Political scholars Matthew Goodwin and Eric Kaufmann have come to the same conclusion. Their analyses of the successful Brexit referendum and the Trump campaign in 2016 found that the old class divisions of rich vs. poor that characterized 20th century politics had given way to concerns about nation, culture, and identity. The Brexit and Trump political earthquakes were followed by a series of aftershocks that saw the toppling of leftist globalist governments in Bulgaria, Moldova, Austria, Italy, Estonia, the Czech Republic, and Slovenia in Europe and Brazil, Columbia, Paraguay, Guatemala, and El Salvador in Latin America.
At the heart of this uprising is the notion that the political class no longer represents the concerns of the vast majority of the citizens. Matthew Goodwin cites studies that found that between Lyndon Johnson in 1964 and Barack Obama in 2012, the percentage of people who felt the government was being run for the benefit of all slumped from 64 to 19 percent, while the percentage who suspected it was being run for a few big interests soared from 27 to 79 percent.
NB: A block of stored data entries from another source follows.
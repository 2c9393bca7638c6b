use std::sync::Arc;

use axum::{
    Json, Router,
    extract::{Extension, Path, Query},
    http::StatusCode,
    response::IntoResponse,
    routing::get,
};

use shoplite_audit::ActionKind;
use shoplite_catalog::{find_by_title, query};

use crate::app::{dto, errors};
use crate::state::AppState;

pub fn router() -> Router {
    Router::new()
        .route("/", get(list_products))
        .route("/:slug", get(get_product))
}

pub async fn list_products(
    Extension(state): Extension<Arc<AppState>>,
    Query(params): Query<dto::ListQuery>,
) -> axum::response::Response {
    let catalog = state.store.snapshot();
    let items = query(
        &catalog,
        &state.profiles,
        params.profile.as_deref(),
        params.q.as_deref(),
    );

    // Unknown profiles rank like no profile, and are not worth an audit line.
    let profile = params
        .profile
        .as_deref()
        .filter(|id| state.profiles.get(id).is_some());
    let term = params
        .q
        .as_deref()
        .map(str::trim)
        .filter(|t| !t.is_empty());

    if let Some(term) = term {
        state.audit.record(ActionKind::Search, None, profile, Some(term));
    } else if let Some(id) = profile {
        state
            .audit
            .record(ActionKind::ProductsReordered, None, Some(id), None);
    } else {
        state.audit.record(ActionKind::PageLoaded, None, None, None);
    }

    let items = items.iter().map(dto::product_to_json).collect::<Vec<_>>();
    (StatusCode::OK, Json(serde_json::json!({ "items": items }))).into_response()
}

pub async fn get_product(
    Extension(state): Extension<Arc<AppState>>,
    Path(slug): Path<String>,
) -> axum::response::Response {
    let catalog = state.store.snapshot();

    // Axum percent-decodes path segments, so the slug arrives as the plain title.
    match find_by_title(&catalog, &slug) {
        Some(detail) => {
            state
                .audit
                .record(ActionKind::PageLoaded, Some(&detail.product.title), None, None);
            (StatusCode::OK, Json(dto::detail_to_json(&detail))).into_response()
        }
        None => errors::json_error(StatusCode::NOT_FOUND, "not_found", "product not found"),
    }
}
A comparable collapse in confidence in the political class pervades Europe as well.
Moreover, there’s an overwhelming sense that the political class is not merely disinterested in the concerns of the populace, but actually disdains them. Whether dismissing border and immigration controls as xenophobic, or economic protectionist advocates as obtuse, or anxieties about cultural change as bigoted and racist, the political class hardly hides their hostility towards populist concerns. No sooner had Elon Musk tweeted his decision to leave California than the Democrat Assemblywoman Lorena Gonzalez tweeted out: “F*ck Elon Musk.” With the latest revelations of Obamagate in the background, especially the deliberate attempt by Deep State officials to overturn the results of a presidential election, it’s no wonder that a growing number of Americans are concluding that there’s a fundamental hostility between the political class and the people.
And so, the growing rebellion against draconian lockdown measures has just gotten a rather high-profile figure for its newest member. And if Musk’s sentiments are indeed reflective of the emerging paradigm shift reshaping the world’s political order, the current populist revolt is not just getting bigger with every passing day; in many respects, the uprising has only just begun.